Taiwanese-American actress

Christina Chang (張韻明 (Zhāng Yùnmíng)) is a Taiwanese-American actress. She is known for her work on television, notably as Dr. Audrey Lim on The Good Doctor (2017–2024) and Yuna Hollander on Heated Rivalry (2025–present). She also portrayed Sunny Macer on the 3rd and 7th seasons of 24 (2003, 2007), State's Attorney Rebecca Nevins on CSI: Miami (2004–2010), Megan Vannoy on Nashville (2013–2014), and Kiki on Rizzoli & Isles (2012–2013).

==Early life==
Chang was born and raised in Taipei, Taiwan, to a Chinese-Filipino father and an American mother. She attended Taipei American School and is fluent in Mandarin. At the age of 17, she moved to the United States to study theatre and film in her mother's home state of Kansas. Later, she moved to Seattle, Washington, where she studied acting.

==Career==
After graduation, she got her first acting role in Naomi's Road at the Children's theatre in Seattle and then appeared in Halfway Home, an off-Broadway play by Tina Landau. She later moved to New York City and guest starred in various television programs including Cosby and As the World Turns. She earned feature film roles in such films as 28 Days and Random Hearts.

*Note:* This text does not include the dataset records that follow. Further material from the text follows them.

//! Loan management service
//!
//! A loan takes one copy of the book off the shelf and returning it puts the
//! copy back, so `cantidad_disponible` always counts the copies not lent out.

use chrono::{NaiveDate, Utc};

use crate::{
    error::{AppError, AppResult},
    models::loan::{LoanRequest, LoanResponse},
    repository::Repository,
};

#[derive(Clone)]
pub struct LoansService {
    repository: Repository,
}

fn loan_not_found(id: i64) -> AppError {
    AppError::NotFound(format!("Préstamo no encontrado con ID: {}", id))
}

fn today() -> NaiveDate {
    Utc::now().date_naive()
}

impl LoansService {
    pub fn new(repository: Repository) -> Self {
        Self { repository }
    }

    /// List every loan
    pub async fn list_loans(&self) -> AppResult<Vec<LoanResponse>> {
        let mut tx = self.repository.begin().await?;
        let loans = self.repository.loans.find_all(&mut *tx).await?;
        tx.commit().await?;
        Ok(loans.into_iter().map(LoanResponse::from).collect())
    }

    /// Get a loan by ID
    pub async fn get_loan(&self, id: i64) -> AppResult<LoanResponse> {
        let mut tx = self.repository.begin().await?;
        let loan = self
            .repository
            .loans
            .find_by_id(&mut *tx, id)
            .await?
            .ok_or_else(|| loan_not_found(id))?;
        tx.commit().await?;
        Ok(loan.into())
    }

    /// Loans of a user
    pub async fn list_user_loans(&self, user_id: i64) -> AppResult<Vec<LoanResponse>> {
        let mut tx = self.repository.begin().await?;
        let loans = self.repository.loans.find_by_user(&mut *tx, user_id).await?;
        tx.commit().await?;
        Ok(loans.into_iter().map(LoanResponse::from).collect())
    }

    /// Loans of a book
    pub async fn list_book_loans(&self, book_id: i64) -> AppResult<Vec<LoanResponse>> {
        let mut tx = self.repository.begin().await?;
        let loans = self.repository.loans.find_by_book(&mut *tx, book_id).await?;
        tx.commit().await?;
        Ok(loans.into_iter().map(LoanResponse::from).collect())
    }

    /// Loans not yet returned
    pub async fn list_outstanding_loans(&self) -> AppResult<Vec<LoanResponse>> {
        let mut tx = self.repository.begin().await?;
        let loans = self.repository.loans.find_outstanding(&mut *tx).await?;
        tx.commit().await?;
        Ok(loans.into_iter().map(LoanResponse::from).collect())
    }

    /// Lend a copy of a book to a user, dated today
    pub async fn create_loan(&self, request: LoanRequest) -> AppResult<LoanResponse> {
        let mut tx = self.repository.begin().await?;

        if self.repository.users.find_by_id(&mut *tx, request.user_id).await?.is_none() {
            return Err(AppError::BadRequest(format!(
                "Usuario no encontrado con ID: {}",
                request.user_id
            )));
        }

        if self.repository.books.find_by_id(&mut *tx, request.book_id).await?.is_none() {
            return Err(AppError::BadRequest(format!(
                "Libro no encontrado con ID: {}",
                request.book_id
            )));
        }

        if !self.repository.books.take_copy(&mut *tx, request.book_id).await? {
            return Err(AppError::BadRequest(format!(
                "No hay ejemplares disponibles del libro con ID: {}",
                request.book_id
            )));
        }

        let loan = self
            .repository
            .loans
            .insert(&mut *tx, request.user_id, request.book_id, today())
            .await?;

        let details = self
            .repository
            .loans
            .find_by_id(&mut *tx, loan.id)
            .await?
            .ok_or_else(|| AppError::Internal(format!("Loan {} vanished after insert", loan.id)))?;
        tx.commit().await?;

        tracing::info!(
            loan_id = loan.id,
            user_id = request.user_id,
            book_id = request.book_id,
            "Loan created"
        );
        Ok(details.into())
    }

    /// Mark a loan as returned today and restock the book
    pub async fn return_loan(&self, id: i64) -> AppResult<LoanResponse> {
        let mut tx = self.repository.begin().await?;

        let current = self
            .repository
            .loans
            .find_by_id(&mut *tx, id)
            .await?
            .ok_or_else(|| loan_not_found(id))?;

        if !current.loan.is_outstanding() {
            return Err(AppError::BadRequest(format!(
                "El préstamo con ID {} ya fue devuelto",
                id
            )));
        }

        let returned = self
            .repository
            .loans
            .mark_returned(&mut *tx, id, today())
            .await?
            .ok_or_else(|| AppError::BadRequest(format!("El préstamo con ID {} ya fue devuelto", id)))?;

        self.repository.books.return_copy(&mut *tx, returned.book_id).await?;
        tx.commit().await?;

        tracing::info!(loan_id = id, book_id = returned.book_id, "Loan returned");

        let mut details = current;
        details.loan = returned;
        Ok(details.into())
    }

    /// Delete a loan; an outstanding one gives its copy back
    pub async fn delete_loan(&self, id: i64) -> AppResult<()> {
        let mut tx = self.repository.begin().await?;

        let loan = self
            .repository
            .loans
            .delete(&mut *tx, id)
            .await?
            .ok_or_else(|| loan_not_found(id))?;

        if loan.is_outstanding() {
            self.repository.books.return_copy(&mut *tx, loan.book_id).await?;
        }
        tx.commit().await?;

        tracing::info!(loan_id = id, "Loan deleted");
        Ok(())
    }
}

Chang is best known for her roles on television. She had a regular role on ABC series L.A. Dragnet (2003–2004), and played recurring roles on 24 as Dr. Sunny Macer, and as State Attorney Rebecca Nevins on CSI: Miami. In 2010, Chang was cast as a regular in ABC's series No Ordinary Family, but was killed off-camera in the second episode when the plot line was changed. She also appeared in Once and Again, Boston Legal, Close to Home, Brothers & Sisters, Private Practice, Suits, The Mentalist and Desperate Housewives. In 2013 she was cast in another recurring role, in the second season of the ABC drama series Nashville, as Megan Vannoy, love interest of Charles Esten's character. In 2014, Chang was cast in the ABC drama pilot Sea of Fire, opposite Jennifer Carpenter. She also had a recurring role as Kiki, Vince Korsak’s life coach, then love interest and wife, in Rizzoli & Isles in Season 6 & 7. From 2017-24, Chang played Dr. Audrey Lim on The Good Doctor.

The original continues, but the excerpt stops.